By the time I got off the bike, I not only had a plan for my day, but I had thoroughly visualized overcoming all the tricky pieces that I thought might keep me from succeeding. I had a visual of my to-do list in the back of my head, and I had “road map” for all the different pieces of my day. I had effectively “choreographed” my day so that I had a pretty good idea what I could expect to get done (and what wasn’t going to get done), and I had a pretty good idea how I was going to handle things, when they came up. I had a common-sense plan for what order to do things in — do the messy chores before I took my shower, and then take a nap after my shower (hot showers always relax me and make me sleepy)… and wake up refreshed and with all my chores done before company came for dinner.
And you know what? It worked. After I got off the bike, I actually felt energized and awake. That’s rare. The blood pumping and the sweat I’d worked up, really cleared my mind. And as I got into my day, I found that I was able to not only get the really critical things done, but I managed to quickly take care of a few jobs I usually do at a fairly leisurely pace on Sunday mornings. That meant that I gave myself Sunday morning off, ahead of time… which meant that I could relax with our company on Saturday night, and not fret about staying up later than I would normally. My Sunday morning tasks were already done, so I would have more time to rest and relax, if I needed a Sunday afternoon nap (which I usually do).
All this, because I got on the bike and rode, first thing in the a.m., with the express intention of planning my day. Not only did I finally manage to exercise, first thing in the morning — which I’ve been trying to do for many months — but I also took command of my day — and my life. The exercise helped oxygenate my brain and it helped focus the kinetic energy I have in the a.m. into something I could use, that served me well.

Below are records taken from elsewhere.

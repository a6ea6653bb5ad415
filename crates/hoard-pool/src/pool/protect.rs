//! Refcounted protection bookkeeping.
//!
//! Each tag names a set of assets. An asset's refcount is the number of tags
//! containing it, so dropping one tag never exposes an asset another tag
//! still holds.

use std::collections::{BTreeSet, HashMap};

#[derive(Debug, Default)]
pub struct ProtectionTable {
    tags: HashMap<String, BTreeSet<String>>,
    refcounts: HashMap<String, u32>,
}

impl ProtectionTable {
    pub fn new() -> Self {
        Self::default()
    }

    /// Add names to a tag; returns how many (tag, name) pairs were new
    pub fn protect<I, S>(&mut self, tag: &str, names: I) -> usize
    where
        I: IntoIterator<Item = S>,
        S: Into<String>,
    {
        let set = self.tags.entry(tag.to_string()).or_default();
        let mut added = 0;
        for name in names {
            let name = name.into();
            if set.insert(name.clone()) {
                *self.refcounts.entry(name).or_insert(0) += 1;
                added += 1;
            }
        }
        added
    }

    /// Drop a tag; returns the names whose refcount reached zero
    pub fn unprotect(&mut self, tag: &str) -> Vec<String> {
        let Some(names) = self.tags.remove(tag) else {
            return Vec::new();
        };
        let mut released = Vec::new();
        for name in names {
            if let Some(count) = self.refcounts.get_mut(&name) {
                *count -= 1;
                if *count == 0 {
                    self.refcounts.remove(&name);
                    released.push(name);
                }
            }
        }
        released
    }

    pub fn refcount(&self, name: &str) -> u32 {
        self.refcounts.get(name).copied().unwrap_or(0)
    }

    pub fn is_protected(&self, name: &str) -> bool {
        self.refcount(name) > 0
    }

    pub fn tag_names(&self) -> impl Iterator<Item = &String> {
        self.tags.keys()
    }

    /// Drop every tag
    pub fn clear(&mut self) {
        self.tags.clear();
        self.refcounts.clear();
    }
}
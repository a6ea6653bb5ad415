//! Pool store implementation
//!
//! PoolStore owns a pool directory: the blob files, the index, protection
//! bookkeeping and the capacity policy. Every mutation runs under one mutex
//! and the directory lock is held for the store's lifetime.

use camino::{Utf8Path, Utf8PathBuf};
use chrono::{DateTime, Utc};
use hoard_core::utils::verify_file;
use hoard_core::{AssetDescriptor, HoardError};
use parking_lot::{Mutex, MutexGuard};
use std::collections::{HashMap, HashSet};
use std::fs;
use std::path::Path;
use std::sync::Arc;
use tracing::{debug, info, warn};

use super::blob::{blob_path, remove_blob_file, scan_blobs, verify_blobs, BLOBS_DIR};
use super::evict::{lru_order, plan_eviction, Budget, Candidate, RoomRequest};
use super::index::{blob_key, PoolIndex};
use super::lock::PoolLock;
use super::protect::ProtectionTable;
use super::space::{DiskSpace, SpaceProbe};
use crate::PoolResult;

pub const INDEX_FILE: &str = "index.json";
pub const TMP_DIR: &str = "tmp";

/// Options for opening a pool
#[derive(Debug, Clone)]
pub struct PoolOptions {
    /// Rescan the blob directory instead of failing when the index is corrupt
    pub rebuild_on_corrupt: bool,
    /// Source of device free-space figures
    pub space_probe: Arc<dyn SpaceProbe>,
}

impl Default for PoolOptions {
    fn default() -> Self {
        Self {
            rebuild_on_corrupt: false,
            space_probe: Arc::new(DiskSpace),
        }
    }
}

/// Committed asset as seen by callers
#[derive(Debug, Clone, PartialEq, Eq)]
pub struct PoolEntry {
    pub name: String,
    pub hash: hoard_core::AssetHash,
    pub size: u64,
    pub path: Utf8PathBuf,
    pub last_accessed: DateTime<Utc>,
    pub protection_refcount: u32,
}

/// Blobs removed by an eviction pass
#[derive(Debug, Clone, Default, PartialEq, Eq)]
pub struct EvictionReport {
    pub evicted_blobs: usize,
    pub freed_bytes: u64,
    /// Asset names that lost their entry
    pub assets: Vec<String>,
}

impl EvictionReport {
    fn absorb(&mut self, other: EvictionReport) {
        self.evicted_blobs += other.evicted_blobs;
        self.freed_bytes += other.freed_bytes;
        self.assets.extend(other.assets);
    }
}

/// Snapshot of pool figures
#[derive(Debug, Clone, Copy, PartialEq, Eq)]
pub struct PoolStats {
    pub usage: u64,
    pub blob_count: usize,
    pub asset_count: usize,
    pub orphan_count: usize,
    pub pending_bytes: u64,
    pub maximum_pool_size: u64,
    pub reserved_free_space: u64,
}

#[derive(Debug)]
struct PoolState {
    index: PoolIndex,
    protections: ProtectionTable,
    maximum_pool_size: u64,
    reserved_free_space: u64,
    /// In-flight reservations by id
    pending: HashMap<u64, u64>,
    next_reservation: u64,
    dirty: bool,
    closed: bool,
}

impl PoolState {
    fn pending_total(&self) -> u64 {
        self.pending.values().sum()
    }

    fn protected_keys(&self) -> HashSet<&str> {
        self.index
            .names
            .iter()
            .filter(|(name, _)| self.protections.is_protected(name))
            .map(|(_, key)| key.as_str())
            .collect()
    }

    fn candidates(&self) -> Vec<Candidate> {
        let protected = self.protected_keys();
        let mut candidates: Vec<Candidate> = self
            .index
            .blobs
            .iter()
            .filter(|(key, _)| !protected.contains(key.as_str()))
            .map(|(key, record)| Candidate {
                key: key.clone(),
                size: record.size,
                last_accessed: record.last_accessed,
                seq: record.seq,
            })
            .collect();
        lru_order(&mut candidates);
        candidates
    }
}
//! `hoard realize` command implementation.

use camino::Utf8Path;
use hoard_pool::{RealizeOutcome, Realizer};
use serde_json::json;

use super::{close_pool, CommandContext};
use crate::output::format_bytes;

/// Execute the `hoard realize` command
pub async fn execute(list: &Utf8Path, target: &Utf8Path, ctx: &CommandContext) -> anyhow::Result<()> {
    let assets = ctx.read_asset_list(list).await?;
    let store = ctx.open_pool()?;
    let realizer = Realizer::new(store.clone(), ctx.resolve(target));

    // Copies are blocking filesystem work
    let report = tokio::task::spawn_blocking(move || realizer.realize(&assets)).await?;
    close_pool(store)?;
    let report = report?;

    if ctx.output.is_json() {
        for file in &report.files {
            let (outcome, bytes) = match file.outcome {
                RealizeOutcome::Copied { bytes } => ("copied", bytes),
                RealizeOutcome::UpToDate => ("up_to_date", 0),
            };
            ctx.output.json_line(&json!({
                "name": file.name,
                "path": file.path,
                "outcome": outcome,
                "bytes": bytes,
            }));
        }
        return Ok(());
    }

    for file in &report.files {
        match file.outcome {
            RealizeOutcome::Copied { bytes } => ctx
                .output
                .info(&format!("{} -> {} ({})", file.name, file.path, format_bytes(bytes))),
            RealizeOutcome::UpToDate => ctx.output.info(&format!("{} is up to date", file.path)),
        }
    }
    ctx.output.success(&format!(
        "Realized {} file(s): {} copied ({}), {} up to date",
        report.files.len(),
        report.files_copied,
        format_bytes(report.bytes_copied),
        report.files_up_to_date
    ));
    Ok(())
}
//! `hoard limit` command implementation.
//!
//! Applies a new byte cap right away, evicting least recently used blobs
//! down to it, then records the cap in hoard.toml so later runs keep it.

use camino::Utf8PathBuf;
use hoard_config::{load_from_file, serialize_hoard_toml, ByteSize, ConfigLoader, HoardToml, CONFIG_FILE};
use hoard_core::{HoardError, HoardResult};
use hoard_pool::PoolStore;
use tracing::debug;

use super::CommandContext;
use crate::output::format_bytes;

/// Execute the `hoard limit` command
pub async fn execute(
    maximum_size: String,
    reserve: Option<String>,
    ctx: &CommandContext,
) -> anyhow::Result<()> {
    let maximum_size = ByteSize::Text(maximum_size);
    let cap = maximum_size.to_bytes("maximum_size")?;
    let reserve = reserve.map(ByteSize::Text);
    let floor = match &reserve {
        Some(size) => size.to_bytes("reserve")?,
        None => ctx.config.reserved_free_space()?,
    };

    // The configured cap is not applied first; only the new one counts
    let store = PoolStore::open(&ctx.pool_path)?;
    store.reserve_storage(floor);
    let report = store.set_maximum_pool_size(cap)?;
    let usage = store.usage();
    store.close()?;

    if report.evicted_blobs > 0 {
        ctx.output.info(&format!(
            "Evicted {} blob(s), freed {}: {}",
            report.evicted_blobs,
            format_bytes(report.freed_bytes),
            report.assets.join(", ")
        ));
    }

    let path = save_limits(ctx, maximum_size, reserve).await?;
    ctx.output.success(&format!(
        "Pool capped at {} (using {}), saved to {}",
        format_bytes(cap),
        format_bytes(usage),
        path
    ));
    Ok(())
}

/// Write the limits into the nearest hoard.toml, creating one in the
/// working directory when none exists
async fn save_limits(
    ctx: &CommandContext,
    maximum_size: ByteSize,
    reserve: Option<ByteSize>,
) -> HoardResult<Utf8PathBuf> {
    let path = ConfigLoader::new(ctx.cwd.clone())
        .resolve_config_path()
        .unwrap_or_else(|| ctx.cwd.join(CONFIG_FILE));

    // Read the file as written so relative paths stay relative
    let mut config = if path.is_file() {
        load_from_file(&path).await?
    } else {
        HoardToml::default()
    };
    config.pool.maximum_size = Some(maximum_size);
    if let Some(reserve) = reserve {
        config.pool.reserved_free_space = Some(reserve);
    }

    let text = serialize_hoard_toml(&config)?;
    tokio::fs::write(&path, text)
        .await
        .map_err(|e| HoardError::io(format!("Failed to write {}", path), e))?;
    debug!("Saved pool limits to {}", path);
    Ok(path)
}
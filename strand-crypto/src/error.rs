//! Error types for strand-crypto.

use std::fmt;

/// Errors from [`crate::decrypt_message`].
#[derive(Clone, Debug, PartialEq)]
pub enum DecryptError {
    /// Ciphertext too short or not block-aligned.
    InvalidBuffer,
    /// The `auth_key_id` in the ciphertext does not match our key.
    AuthKeyMismatch,
    /// The `msg_key` in the ciphertext does not match our computed value.
    MessageKeyMismatch,
}

impl fmt::Display for DecryptError {
    fn fmt(&self, f: &mut fmt::Formatter<'_>) -> fmt::Result {
        match self {
            Self::InvalidBuffer => write!(f, "invalid ciphertext buffer length"),
            Self::AuthKeyMismatch => write!(f, "auth_key_id mismatch"),
            Self::MessageKeyMismatch => write!(f, "msg_key mismatch"),
        }
    }
}

impl std::error::Error for DecryptError {}

/// Failures of the primitives themselves or of an injected [`crate::CryptoProvider`].
#[derive(Clone, Debug, PartialEq)]
pub enum CryptoError {
    /// Key material was not 256 bytes long.
    InvalidKeyLength(usize),
    /// AES-IGE input length is not a multiple of the block size.
    UnalignedInput(usize),
    /// A provider returned a digest of the wrong size.
    DigestLength { expected: usize, got: usize },
    /// The provider rejected the operation.
    Provider(String),
}

impl fmt::Display for CryptoError {
    fn fmt(&self, f: &mut fmt::Formatter<'_>) -> fmt::Result {
        match self {
            Self::InvalidKeyLength(n) => write!(f, "auth key must be 256 bytes, got {n}"),
            Self::UnalignedInput(n) => write!(f, "AES-IGE input of {n} bytes is not 16-byte aligned"),
            Self::DigestLength { expected, got } => {
                write!(f, "digest length {got}, expected {expected}")
            }
            Self::Provider(s) => write!(f, "crypto provider: {s}"),
        }
    }
}

impl std::error::Error for CryptoError {}
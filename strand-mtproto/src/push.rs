//! Decryption of push-delivered payloads.
//!
//! Each signed-in account has a push key. When local passcode encryption is
//! off every account uses the empty key, which tells the server not to
//! encrypt that account's pushes. Keys are cached until credentials change.
//!
//! Envelope: `base64(key_id[8] || msg_key[16] || aes_ige(len:i32 || json || padding))`.

use std::collections::{BTreeMap, HashMap};
use std::fmt;
use std::sync::Arc;

use async_trait::async_trait;
use base64::Engine;
use base64::alphabet;
use base64::engine::general_purpose::STANDARD;
use base64::engine::{DecodePaddingMode, GeneralPurpose, GeneralPurposeConfig};
use serde::de::DeserializeOwned;
use serde::{Deserialize, Serialize};
use strand_crypto::{
    AuthKey, CryptoProvider, Direction, HEADER_LEN, KeyIv, MSG_KEY_LEN, Scheme, derive_key_iv_with,
    derive_msg_key_with, key_id_of,
};

use crate::errors::PushError;

/// Accepts padded and unpadded input.
const LENIENT_B64: GeneralPurpose = GeneralPurpose::new(
    &alphabet::STANDARD,
    GeneralPurposeConfig::new().with_decode_padding_mode(DecodePaddingMode::Indifferent),
);

// ─── Keys ─────────────────────────────────────────────────────────────────────

/// Local account slot (1-based).
#[derive(Clone, Copy, Debug, PartialEq, Eq, Hash, PartialOrd, Ord)]
pub struct AccountId(pub u32);

/// Push key material for one account.
#[derive(Clone, PartialEq, Eq)]
pub struct PushKey {
    /// Raw key; empty means "this account does not encrypt pushes".
    pub key:       Vec<u8>,
    /// Low 8 bytes of SHA-1(key).
    pub id:        [u8; 8],
    /// `id` in base64 without padding and without its last character, so a
    /// raw payload string can be matched by prefix.
    pub id_base64: String,
}

impl PushKey {
    /// Wrap raw key bytes and compute their id.
    pub fn from_key(key: Vec<u8>) -> Self {
        let id = key_id_of(&key);
        let id_base64 = key_id_base64(&id);
        Self { key, id, id_base64 }
    }

    /// The empty-key sentinel.
    pub fn sentinel() -> Self { Self::from_key(Vec::new()) }

    /// `false` for the sentinel.
    pub fn encrypts(&self) -> bool { !self.key.is_empty() }
}

impl fmt::Debug for PushKey {
    fn fmt(&self, f: &mut fmt::Formatter<'_>) -> fmt::Result {
        f.debug_struct("PushKey")
            .field("id_base64", &self.id_base64)
            .field("encrypts", &self.encrypts())
            .finish()
    }
}

/// Base64 form of a key id as used for prefix matching.
pub fn key_id_base64(id: &[u8; 8]) -> String {
    let mut s = STANDARD.encode(id);
    s.truncate(s.trim_end_matches('=').len());
    // 8 bytes do not fill the last base64 digit
    s.pop();
    s
}

/// Where per-account push key material comes from. Never touches the network.
pub trait AccountKeySource: Send + Sync {
    /// Accounts currently signed in.
    fn accounts(&self) -> Vec<AccountId>;

    /// Stored push key bytes for `account`.
    fn push_key(&self, account: AccountId) -> Option<Vec<u8>>;
}

/// Fixed account table, mainly for tests and single-process embedding.
#[derive(Clone, Debug, Default)]
pub struct StaticAccounts {
    keys: BTreeMap<AccountId, Vec<u8>>,
}

impl StaticAccounts {
    /// Table from `(account, key bytes)` pairs.
    pub fn new(keys: impl IntoIterator<Item = (AccountId, Vec<u8>)>) -> Self {
        Self { keys: keys.into_iter().collect() }
    }
}

impl AccountKeySource for StaticAccounts {
    fn accounts(&self) -> Vec<AccountId> { self.keys.keys().copied().collect() }

    fn push_key(&self, account: AccountId) -> Option<Vec<u8>> { self.keys.get(&account).cloned() }
}

/// Registers this device with the push backend.
#[async_trait]
pub trait DeviceRegistrar: Send + Sync {
    /// Upload the current key set for every account.
    async fn register_device(&self, keys: &[(AccountId, PushKey)]) -> Result<(), PushError>;
}

// ─── Notification ─────────────────────────────────────────────────────────────

/// Routing data attached to a notification. Ids arrive as strings.
#[derive(Clone, Debug, Default, PartialEq, Serialize, Deserialize)]
pub struct PushCustom {
    #[serde(default, skip_serializing_if = "Option::is_none")]
    /// Channel the message was posted in.
    pub channel_id: Option<String>,
    #[serde(default, skip_serializing_if = "Option::is_none")]
    /// Basic group the message was posted in.
    pub chat_id:    Option<String>,
    #[serde(default, skip_serializing_if = "Option::is_none")]
    /// Sending user.
    pub from_id:    Option<String>,
    #[serde(default)]
    /// Server message id.
    pub msg_id:     String,
    #[serde(default, rename = "peerId", skip_serializing_if = "Option::is_none")]
    /// Peer for direct messages.
    pub peer_id:    Option<String>,
    #[serde(default, skip_serializing_if = "Option::is_none")]
    /// `"1"` when the notification must not make a sound.
    pub silent:     Option<String>,
    #[serde(flatten)]
    /// Fields not modelled above.
    pub extra:      serde_json::Map<String, serde_json::Value>,
}

impl PushCustom {
    /// `true` when the sender asked for a silent notification.
    pub fn is_silent(&self) -> bool { self.silent.as_deref() == Some("1") }
}

/// A decrypted notification, handed to whoever renders it.
#[derive(Clone, Debug, Default, PartialEq, Serialize, Deserialize)]
pub struct PushNotification {
    #[serde(default)]
    /// Localization key, e.g. `MESSAGE_TEXT`.
    pub loc_key:     String,
    #[serde(default)]
    /// Arguments for `loc_key`.
    pub loc_args:    Vec<String>,
    #[serde(default)]
    /// Routing data.
    pub custom:      PushCustom,
    #[serde(default, skip_serializing_if = "Option::is_none")]
    /// Sound name.
    pub sound:       Option<String>,
    #[serde(default)]
    /// Deduplication id.
    pub random_id:   i64,
    #[serde(default, skip_serializing_if = "Option::is_none")]
    /// Unread counter to show.
    pub badge:       Option<String>,
    #[serde(default)]
    /// Human-readable fallback text.
    pub description: String,
    #[serde(default)]
    /// `"1"` if the chat is muted.
    pub mute:        String,
    #[serde(default)]
    /// Notification title.
    pub title:       String,
    #[serde(default, skip_serializing_if = "Option::is_none")]
    /// Message preview.
    pub message:     Option<String>,
    /// Receiving user.
    #[serde(default, skip_serializing_if = "Option::is_none")]
    pub user_id:     Option<i64>,
    #[serde(flatten)]
    /// Fields not modelled above.
    pub extra:       serde_json::Map<String, serde_json::Value>,
}

// ─── Decryptor ────────────────────────────────────────────────────────────────

/// Per-process push key cache and payload decryption.
pub struct PushDecryptor {
    provider:         Arc<dyn CryptoProvider>,
    accounts:         Arc<dyn AccountKeySource>,
    scheme:           Scheme,
    passcode_enabled: bool,
    cache:            HashMap<AccountId, PushKey>,
}

impl PushDecryptor {
    /// Empty cache; keys are computed lazily.
    pub fn new(
        provider:         Arc<dyn CryptoProvider>,
        accounts:         Arc<dyn AccountKeySource>,
        passcode_enabled: bool,
        scheme:           Scheme,
    ) -> Self {
        Self { provider, accounts, scheme, passcode_enabled, cache: HashMap::new() }
    }

    /// Whether push keys currently encrypt.
    pub fn passcode_enabled(&self) -> bool { self.passcode_enabled }

    /// Push key for `account`, computed on first use.
    ///
    /// With passcode encryption off every account gets the sentinel. With
    /// it on, an account without stored key material is an error and
    /// nothing is cached for it.
    pub fn get_key(&mut self, account: AccountId) -> Result<PushKey, PushError> {
        if let Some(k) = self.cache.get(&account) {
            return Ok(k.clone());
        }
        let key = if self.passcode_enabled {
            self.accounts.push_key(account).ok_or_else(|| {
                tracing::warn!("[push] account {} has no push key while passcode is on", account.0);
                PushError::KeyUnavailable
            })?
        } else {
            Vec::new()
        };
        let key = PushKey::from_key(key);
        self.cache.insert(account, key.clone());
        Ok(key)
    }

    /// Keys of every signed-in account, in account order.
    pub fn keys(&mut self) -> Result<Vec<(AccountId, PushKey)>, PushError> {
        let mut accounts = self.accounts.accounts();
        accounts.sort();
        accounts.into_iter().map(|a| Ok((a, self.get_key(a)?))).collect()
    }

    /// The `id_base64` of every signed-in account's key.
    pub fn ids_base64(&mut self) -> Result<Vec<String>, PushError> {
        Ok(self.keys()?.into_iter().map(|(_, k)| k.id_base64).collect())
    }

    /// Find the key whose `id_base64` prefixes a raw base64 payload.
    pub fn key_for_payload(&mut self, payload: &str) -> Result<Option<PushKey>, PushError> {
        match self.find_key(|k| payload.starts_with(&k.id_base64)) {
            Ok(k) => Ok(Some(k)),
            Err(PushError::NoMatchingKey) => Ok(None),
            Err(e) => Err(e),
        }
    }

    /// First account key matching `pred`.
    ///
    /// Accounts whose key cannot be built do not hide the others; their
    /// error is returned only when no usable key matches.
    fn find_key(&mut self, pred: impl Fn(&PushKey) -> bool) -> Result<PushKey, PushError> {
        let mut accounts = self.accounts.accounts();
        accounts.sort();
        let mut failure = None;
        for account in accounts {
            match self.get_key(account) {
                Ok(k) if pred(&k) => return Ok(k),
                Ok(_) => {}
                Err(e) => failure = failure.or(Some(e)),
            }
        }
        Err(failure.unwrap_or(PushError::NoMatchingKey))
    }

    /// Drop every cached key.
    pub fn invalidate(&mut self) {
        self.cache.clear();
    }

    /// Passcode state changed: rebuild all keys and re-register the device.
    pub async fn credentials_changed(
        &mut self,
        passcode_enabled: bool,
        registrar: &dyn DeviceRegistrar,
    ) -> Result<Vec<(AccountId, PushKey)>, PushError> {
        self.passcode_enabled = passcode_enabled;
        self.invalidate();
        let keys = self.keys()?;
        tracing::info!("[push] regenerated {} push key(s), passcode={passcode_enabled}", keys.len());
        registrar.register_device(&keys).await?;
        tracing::info!("[push] device registered");
        Ok(keys)
    }

    /// Decrypt a payload into an untyped JSON value.
    pub async fn decrypt(&mut self, payload: &str, id_base64: &str) -> Result<serde_json::Value, PushError> {
        self.decrypt_as(payload, id_base64).await
    }

    /// Decrypt a payload into a [`PushNotification`].
    pub async fn decrypt_notification(&mut self, payload: &str, id_base64: &str) -> Result<PushNotification, PushError> {
        self.decrypt_as(payload, id_base64).await
    }

    /// Decrypt a payload and JSON-decode it as `T`.
    pub async fn decrypt_as<T: DeserializeOwned>(&mut self, payload: &str, id_base64: &str) -> Result<T, PushError> {
        let plaintext = self.decrypt_bytes(payload, id_base64).await?;
        let data = read_length_prefixed(&plaintext)?;
        Ok(serde_json::from_slice(data)?)
    }

    async fn decrypt_bytes(&mut self, payload: &str, id_base64: &str) -> Result<Vec<u8>, PushError> {
        let push_key = self.find_key(|k| k.id_base64 == id_base64).inspect_err(|e| {
            tracing::warn!("[push] no push key for id {id_base64}: {e}");
        })?;

        let bytes = decode_payload(payload)?;
        if bytes.len() < HEADER_LEN || (bytes.len() - HEADER_LEN) % 16 != 0 {
            return Err(PushError::PayloadTooShort(bytes.len()));
        }
        if bytes[..8] != push_key.id {
            tracing::warn!("[push] auth key id mismatch for {id_base64}");
            return Err(PushError::KeyIdMismatch);
        }
        let auth_key = AuthKey::from_slice(&push_key.key).map_err(|_| PushError::KeyUnavailable)?;

        let mut msg_key = [0u8; MSG_KEY_LEN];
        msg_key.copy_from_slice(&bytes[8..HEADER_LEN]);

        let provider = &*self.provider;
        let KeyIv { key, iv } =
            derive_key_iv_with(provider, &auth_key, &msg_key, Direction::Incoming, self.scheme).await?;
        let decrypted = provider.aes_decrypt(&bytes[HEADER_LEN..], &key, &iv).await?;

        let ours = derive_msg_key_with(provider, &auth_key, &decrypted, Direction::Incoming, self.scheme).await?;
        if ours != msg_key {
            tracing::warn!("[push] message key mismatch for {id_base64}, dropping payload");
            return Err(PushError::MessageKeyMismatch);
        }
        Ok(decrypted)
    }
}

fn decode_payload(payload: &str) -> Result<Vec<u8>, PushError> {
    let normalized: String = payload
        .trim()
        .chars()
        .map(|c| match c {
            '-' => '+',
            '_' => '/',
            c => c,
        })
        .collect();
    Ok(LENIENT_B64.decode(normalized)?)
}

/// `length:i32 || data[length]`, trailing padding ignored.
fn read_length_prefixed(buf: &[u8]) -> Result<&[u8], PushError> {
    let Some(head) = buf.get(..4) else {
        return Err(PushError::Payload("missing length prefix".into()));
    };
    let mut len = [0u8; 4];
    len.copy_from_slice(head);
    let len = i32::from_le_bytes(len);
    let rest = &buf[4..];
    match usize::try_from(len) {
        Ok(n) if n <= rest.len() => Ok(&rest[..n]),
        _ => Err(PushError::Payload(format!("length {len} exceeds {} available bytes", rest.len()))),
    }
}

#[cfg(test)]
mod tests {
    use super::*;

    #[test]
    fn id_base64_is_ten_chars_and_prefixes_payload() {
        let key = PushKey::from_key(vec![1u8; 256]);
        assert_eq!(key.id_base64.len(), 10);

        let mut envelope = key.id.to_vec();
        envelope.extend_from_slice(&[0xFF; 40]);
        assert!(STANDARD.encode(&envelope).starts_with(&key.id_base64));
    }

    #[test]
    fn sentinel_is_hash_of_empty_key() {
        let s = PushKey::sentinel();
        assert!(!s.encrypts());
        assert_eq!(s.id, key_id_of(&[]));
        assert_eq!(s, PushKey::from_key(Vec::new()));
    }

    #[test]
    fn length_prefix_parsing() {
        let mut buf = 3i32.to_le_bytes().to_vec();
        buf.extend_from_slice(b"abc\0\0\0");
        assert_eq!(read_length_prefixed(&buf).unwrap(), b"abc");

        let buf = 100i32.to_le_bytes();
        assert!(matches!(read_length_prefixed(&buf), Err(PushError::Payload(_))));
        let buf = (-1i32).to_le_bytes();
        assert!(matches!(read_length_prefixed(&buf), Err(PushError::Payload(_))));
        assert!(matches!(read_length_prefixed(&[1, 2]), Err(PushError::Payload(_))));
    }

    #[test]
    fn url_safe_payloads_decode() {
        let raw = [0xFBu8, 0xFF, 0xBF];
        assert_eq!(decode_payload("-_-_").unwrap(), raw.to_vec());
        assert_eq!(decode_payload(&STANDARD.encode(raw)).unwrap(), raw.to_vec());
    }

    #[test]
    fn debug_hides_key_bytes() {
        let shown = format!("{:?}", PushKey::from_key(vec![0x41; 256]));
        assert!(shown.contains("encrypts: true"));
        assert!(!shown.contains("65, 65"));
    }
}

For good measure, I did it again today. Once more, I felt myself waking up more, feeling clearer, and able to handle my morning tasks better than usual. Something so simple — 20-30 minutes of aerobic exercise (I do work up a sweat and get my heart beating faster) — makes a huge difference.
Best of all, I don’t have to stop my life completely to do it. Years ago, when I was working out regularly, I used to have to completely halt all my activity to go to the gym or go for a run. That was fine then, when I didn’t have as many responsibilities as I do now, but nowadays I’ve got so much going on, that just stopping everything to exercise isn’t an attractive option. But now my morning exercise bike ride can be part of my active life, part of my day, part of my “personal planning and strategy sessions” that help me live my life that much better.
I’m sure it sounds elementary to some people, and there are plenty of folks who already know this. But this “discovery” that I don’t have to halt my life and stop everything I’m doing to fit in exercise, and that the exercise actually adds to my productivity (rather than takes away from it), is something I’m really reveling in. It is good.